Avanços económicos e redução da pobreza fazem-no favorito nas eleições deste domingo, mesmo com desgaste de 14 anos no poder. Oposição boliviana, dividida, tenta alcançar segunda volta - e aposta em “protestos sem partido” e nos milhares de indecisos. Por Pablo Stefanoni.
Em 20 de outubro, Morales enfrentará as eleições mais incertas desde 2005, quando ganhou com 54% dos votos, assumindo com dupla entronização – no Parlamento e nas ruínas de Tiwanaku
Em 20 de outubro, Morales enfrentará as eleições mais incertas desde 2005, quando ganhou com 54% dos votos, assumindo com dupla entronização – no Parlamento e nas ruínas de Tiwanaku

No início da campanha eleitoral argentina, rumo às eleições do dia 27 de outubro, um programa de televisão dedicou uma das suas transmissões a responder a uma pergunta: a Argentina poderia olhar para a Bolívia em busca de inspiração económica? A questão, ainda que um pouco exagerada, não deixa de ser sugestiva, especialmente ao observar que Evo Morales faz parte do mesmo clube ideológico regional que a Venezuela, país com resultados económicos catastróficos. Mas a verdade é que os bons indicadores macroeconómicos da Bolívia têm sido amplamente refletidos na imprensa internacional.

Crescimento sustentado, redução da pobreza, inflação e endividamento baixos contrastam, de facto, com os maus resultados de Maurício Macri, chamado a alterar a “pesada herança do populismo” argentino. Num spot recente Morales advertiu a audiência: “querem isso para a Bolívia?”, enquanto exibia imagens da crise na Argentina, sugerindo que algo parecido poderia ocorrer no país andino se o ex-presidente Carlos Mesa, principal adversário de Morales, chegar à presidência.

A oposição boliviana está dividida entre Mesa, de perfil moderado, e o ex-senador conservador Óscar Ortiz, uma referência na região agroindustrial de Santa Cruz. A eles somam-se candidatos sem chances, como o pitoresco Chi Hyun Chung, do Partido Democrata Cristão (PDC), que busca transplantar para a Bolívia um discurso bolsonarista cheio de extravagância e excessos retóricos.

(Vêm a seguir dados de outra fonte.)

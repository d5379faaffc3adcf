//! The gateway section of a cell.
//!
//! ```yaml
//! gateway:
//!   spec:
//!     ingress:
//!       extensions:
//!         clusterIngress:
//!           host: products-1
//!           tls:
//!             secret: cust-inst--tls-secret
//!         oidc: { ... }
//!       http:
//!         - context: products-1
//!           backend: products
//!           definitions:
//!             - path: /*
//!               method: GET
//! ```

use super::Extra;
use serde::{Deserialize, Serialize};

#[derive(Debug, Clone, Default, PartialEq, Serialize, Deserialize)]
pub struct Gateway {
    #[serde(default)]
    pub spec: GatewaySpec,
    #[serde(flatten)]
    pub extra: Extra,
}

#[derive(Debug, Clone, Default, PartialEq, Serialize, Deserialize)]
pub struct GatewaySpec {
    #[serde(default)]
    pub ingress: Ingress,
    #[serde(flatten)]
    pub extra: Extra,
}

#[derive(Debug, Clone, Default, PartialEq, Serialize, Deserialize)]
pub struct Ingress {
    #[serde(default)]
    pub extensions: IngressExtensions,
    /// HTTP routes exposed by the gateway, one per contributing component.
    #[serde(default, skip_serializing_if = "Vec::is_empty")]
    pub http: Vec<HttpApi>,
    #[serde(flatten)]
    pub extra: Extra,
}

#[derive(Debug, Clone, Default, PartialEq, Serialize, Deserialize)]
#[serde(rename_all = "camelCase")]
pub struct IngressExtensions {
    #[serde(default, skip_serializing_if = "ClusterIngress::is_empty")]
    pub cluster_ingress: ClusterIngress,
    #[serde(default, skip_serializing_if = "Option::is_none")]
    pub oidc: Option<Oidc>,
    #[serde(flatten)]
    pub extra: Extra,
}

/// Cluster-level ingress: virtual host and TLS secret reference.
#[derive(Debug, Clone, Default, PartialEq, Serialize, Deserialize)]
pub struct ClusterIngress {
    #[serde(default, skip_serializing_if = "Option::is_none")]
    pub host: Option<String>,
    #[serde(default, skip_serializing_if = "Option::is_none")]
    pub tls: Option<TlsRef>,
    #[serde(flatten)]
    pub extra: Extra,
}

impl ClusterIngress {
    #[must_use]
    pub fn is_empty(&self) -> bool {
        self.host.is_none() && self.tls.is_none() && self.extra.is_empty()
    }
}

/// Reference to a TLS secret by name.
#[derive(Debug, Clone, Default, PartialEq, Serialize, Deserialize)]
pub struct TlsRef {
    #[serde(default)]
    pub secret: String,
    #[serde(flatten)]
    pub extra: Extra,
}

/// OpenID Connect settings attached to the gateway.
#[derive(Debug, Clone, Default, PartialEq, Eq, Serialize, Deserialize)]
#[serde(rename_all = "camelCase")]
pub struct Oidc {
    #[serde(default, skip_serializing_if = "Option::is_none")]
    pub provider_url: Option<String>,
    #[serde(default, skip_serializing_if = "Option::is_none")]
    pub client_id: Option<String>,
    #[serde(default, skip_serializing_if = "Option::is_none")]
    pub client_secret: Option<String>,
    #[serde(default, skip_serializing_if = "Option::is_none")]
    pub dcr_url: Option<String>,
    #[serde(default, skip_serializing_if = "Option::is_none")]
    pub dcr_user: Option<String>,
    #[serde(default, skip_serializing_if = "Option::is_none")]
    pub dcr_password: Option<String>,
    #[serde(default, skip_serializing_if = "Option::is_none")]
    pub redirect_url: Option<String>,
    #[serde(default, skip_serializing_if = "Option::is_none")]
    pub base_url: Option<String>,
    #[serde(default, skip_serializing_if = "Option::is_none")]
    pub subject_claim: Option<String>,
    #[serde(default, skip_serializing_if = "Vec::is_empty")]
    pub secure_paths: Vec<String>,
    #[serde(default, skip_serializing_if = "Vec::is_empty")]
    pub non_secure_paths: Vec<String>,
}

impl Oidc {
    /// True when neither a client secret nor a DCR password is set (blank counts as unset).
    #[must_use]
    pub fn lacks_client_credentials(&self) -> bool {
        let blank = |v: &Option<String>| v.as_deref().is_none_or(|s| s.trim().is_empty());
        blank(&self.client_secret) && blank(&self.dcr_password)
    }
}

/// One HTTP API route exposed through the gateway.
#[derive(Debug, Clone, Default, PartialEq, Serialize, Deserialize)]
pub struct HttpApi {
    #[serde(default)]
    pub context: String,
    #[serde(default, skip_serializing_if = "Option::is_none")]
    pub backend: Option<String>,
    #[serde(default, skip_serializing_if = "Vec::is_empty")]
    pub definitions: Vec<HttpDefinition>,
    #[serde(default, skip_serializing_if = "Option::is_none")]
    pub authenticate: Option<bool>,
    #[serde(default, skip_serializing_if = "Option::is_none")]
    pub global: Option<bool>,
    #[serde(flatten)]
    pub extra: Extra,
}

#[derive(Debug, Clone, PartialEq, Eq, Serialize, Deserialize)]
pub struct HttpDefinition {
    pub path: String,
    pub method: String,
}

impl HttpDefinition {
    #[must_use]
    pub fn new(method: impl Into<String>, path: impl Into<String>) -> Self {
        Self {
            path: path.into(),
            method: method.into(),
        }
    }
}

Ainda que Mesa encabece a intenção de voto no campo opositor, segundo a maioria das sondagens em torno de dez pontos abaixo de Morales, o ex-presidente é lembrado por ter renunciado no meio de conflitos sociais pela nacionalização do gás em 2005 e apresenta uma equipe de colaboradores muito “branca” e quase sem vínculos com o denso mundo popular boliviano, uma dimensão em que Morales mostra uma efetiva força. Além disso, Mesa foi vice-presidente de Gonzalo Sánchez de Lozada, que teve que fugir do país em 2003 no meio da “guerra do gás”, que marcou um antes e um depois da política boliviana.

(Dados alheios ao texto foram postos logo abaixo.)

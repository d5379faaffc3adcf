//! Unit templates (cells and composites).

use super::{Component, Extra, Gateway};
use crate::core::{MeshError, Result};
use serde::{Deserialize, Serialize};
use std::collections::{BTreeMap, HashSet};

/// The two unit variants. Only cells carry a gateway.
#[derive(Debug, Clone, Copy, PartialEq, Eq, Serialize, Deserialize)]
pub enum UnitKind {
    /// Unit exposing its components through a dedicated gateway
    Cell,
    /// Unit without a gateway
    Composite,
}

impl std::fmt::Display for UnitKind {
    fn fmt(&self, f: &mut std::fmt::Formatter<'_>) -> std::fmt::Result {
        match self {
            Self::Cell => write!(f, "Cell"),
            Self::Composite => write!(f, "Composite"),
        }
    }
}

/// Object metadata: a name plus string annotations.
#[derive(Debug, Clone, Default, PartialEq, Serialize, Deserialize)]
pub struct ObjectMeta {
    pub name: String,
    #[serde(default, skip_serializing_if = "BTreeMap::is_empty")]
    pub annotations: BTreeMap<String, String>,
    #[serde(flatten)]
    pub extra: Extra,
}

impl ObjectMeta {
    /// Metadata carrying only a name.
    #[must_use]
    pub fn named(name: impl Into<String>) -> Self {
        Self {
            name: name.into(),
            ..Self::default()
        }
    }
}

/// The `spec` section of a unit.
#[derive(Debug, Clone, Default, PartialEq, Serialize, Deserialize)]
pub struct UnitSpec {
    #[serde(default, skip_serializing_if = "Option::is_none")]
    pub gateway: Option<Gateway>,
    #[serde(default)]
    pub components: Vec<Component>,
    #[serde(flatten)]
    pub extra: Extra,
}

/// A build-time unit template.
///
/// The same type describes the finalized instance produced from it; see
/// [`FinalizedInstance`].
#[derive(Debug, Clone, PartialEq, Serialize, Deserialize)]
#[serde(rename_all = "camelCase")]
pub struct UnitTemplate {
    pub api_version: String,
    pub kind: UnitKind,
    pub metadata: ObjectMeta,
    pub spec: UnitSpec,
    #[serde(flatten)]
    pub extra: Extra,
}

/// A template with every override applied and its dependency annotation resolved.
pub type FinalizedInstance = UnitTemplate;

impl UnitTemplate {
    /// Name of the unit.
    #[must_use]
    pub fn name(&self) -> &str {
        &self.metadata.name
    }

    /// Look up a component by exact name.
    #[must_use]
    pub fn component(&self, name: &str) -> Option<&Component> {
        self.spec.components.iter().find(|c| c.name() == name)
    }

    /// Names of all components in declaration order.
    pub fn component_names(&self) -> impl Iterator<Item = &str> {
        self.spec.components.iter().map(Component::name)
    }

    /// Check structural consistency.
    ///
    /// # Errors
    ///
    /// Returns [`MeshError::InvalidTemplate`] when a composite declares a gateway,
    /// a component has no name, or two components share a name.
    pub fn validate(&self) -> Result<()> {
        if self.kind == UnitKind::Composite && self.spec.gateway.is_some() {
            return Err(MeshError::InvalidTemplate {
                reason: format!("composite '{}' must not declare a gateway", self.name()),
            });
        }

        let mut seen = HashSet::new();
        for component in &self.spec.components {
            if component.name().is_empty() {
                return Err(MeshError::InvalidTemplate {
                    reason: format!("unit '{}' has a component without a name", self.name()),
                });
            }
            if !seen.insert(component.name()) {
                return Err(MeshError::InvalidTemplate {
                    reason: format!(
                        "unit '{}' declares component '{}' more than once",
                        self.name(),
                        component.name()
                    ),
                });
            }
        }

        Ok(())
    }
}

Ainda que a oposição considere inconstitucional a candidatura de Morales – avalizada pelo Tribunal Constitucional, próximo do Poder Executivo – as suas principais referências decidiram candidatar-se para evitar que um presidente sem oponentes concentrasse todo o poder, como ocorreu na Venezuela nas eleições parlamentares de 2005, quando a oposição decidiu não participar nas eleições e a Assembleia Nacional ficou quase totalmente nas mãos do chavismo.

Ao mesmo tempo, a oposição não conseguiu o apoio do secretário-geral da Organização de Estados Americanos (OEA) Luis Almagro, que visitou La Paz em junho e, além de mostrar boas relações com Morales, o que surpreendeu muitos devido ao seu enfrentamento com Maduro, apontou que não há nenhum instrumento nem antecedente na OEA que permita intervir de maneira institucional nas eleições da Bolívia, da mesma maneira que não se interveio na Costa Rica e nas Honduras. Nesses países também se habilitou a reeleição indefinida, apelando de forma polémica à Convenção Americana sobre Direitos Humanos - que consagra o direito de todo cidadão a “eleger e ser reeleito” - como forma de evitar as limitações constitucionais.

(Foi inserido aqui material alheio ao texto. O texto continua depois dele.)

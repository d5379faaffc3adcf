//! `{{...}}` placeholder substitution in env values.

use crate::resolver::ResolvedAlias;

/// Token replaced by the name of the instance being created.
pub const INSTANCE_NAME_TOKEN: &str = "{{instance_name}}";

/// Replace every placeholder in `value`.
///
/// `{{instance_name}}` becomes `instance_name`; `{{<alias>}}` becomes the instance the
/// alias resolved to. Unknown tokens are left as they are.
#[must_use]
pub fn substitute(value: &str, instance_name: &str, aliases: &[ResolvedAlias]) -> String {
    if !value.contains("{{") {
        return value.to_string();
    }

    let mut out = value.replace(INSTANCE_NAME_TOKEN, instance_name);
    for alias in aliases {
        let token = alias.placeholder();
        if out.contains(&token) {
            out = out.replace(&token, &alias.instance);
        }
    }
    out
}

Diante disso, em 20 de outubro Morales enfrentará as eleições mais incertas desde 2005, quando ganhou com 54% dos votos, assumindo com dupla entronização – no Parlamento e nas ruínas de Tiwanaku1 e vencendo todas as eleições presidenciais posteriores com mais de 60% dos votos. Com a investidura simbólica de ser o primeiro presidente indígena da Bolívia, Morales colocou em marcha o processo político mais intenso desde a Revolução Nacional de 1952. Mas, depois de 14 anos de triunfos confortáveis frente a oposição política e regional (radicada na região oriental de Santa Cruz), a aura de Morales parece estar erodida, sobretudo nas grandes cidades, pela sua decisão avançar para uma nova reeleição, contrariando o que foi escrito na Constituição de 2009 e contra os resultados adversos, por pequena margem, do referendo de 2016. Ainda assim, o presidente boliviano tem a seu favor níveis macroeconómicos que lhe permitem apresentar-se como o candidato da estabilidade e prometer um “futuro seguro”.

O modelo económico implementado pelo ministro Luis Arce Catacora consiste, nas suas palavras, no “socialismo com estabilidade macroeconómica”. Arce Catacora ingressou no gabinete em janeiro de 2006, onde se mantém até hoje, exceto por alguns meses em que se ausentou da gestão por problemas de saúde. É um esquerdista pragmático, atento aos equilíbrios das contas públicas. Mas há um elemento a mais nestas preocupações macroeconómicas: a esquerda que governou antes de Evo Morales, nos anos 80, chegou ao final do mandado com hiperinflação — e o presidente boliviano propôs-se não repetir essa experiência. Sem dúvidas, foi ajudado pelos ventos económicos que aumentaram os preços de matérias-primas, mas também é verdade que se dedicou a acumular reservas internacionais para as épocas de vacas magras, o que efetivamente ocorreu com a baixa dos preços internacionais de matérias-primas.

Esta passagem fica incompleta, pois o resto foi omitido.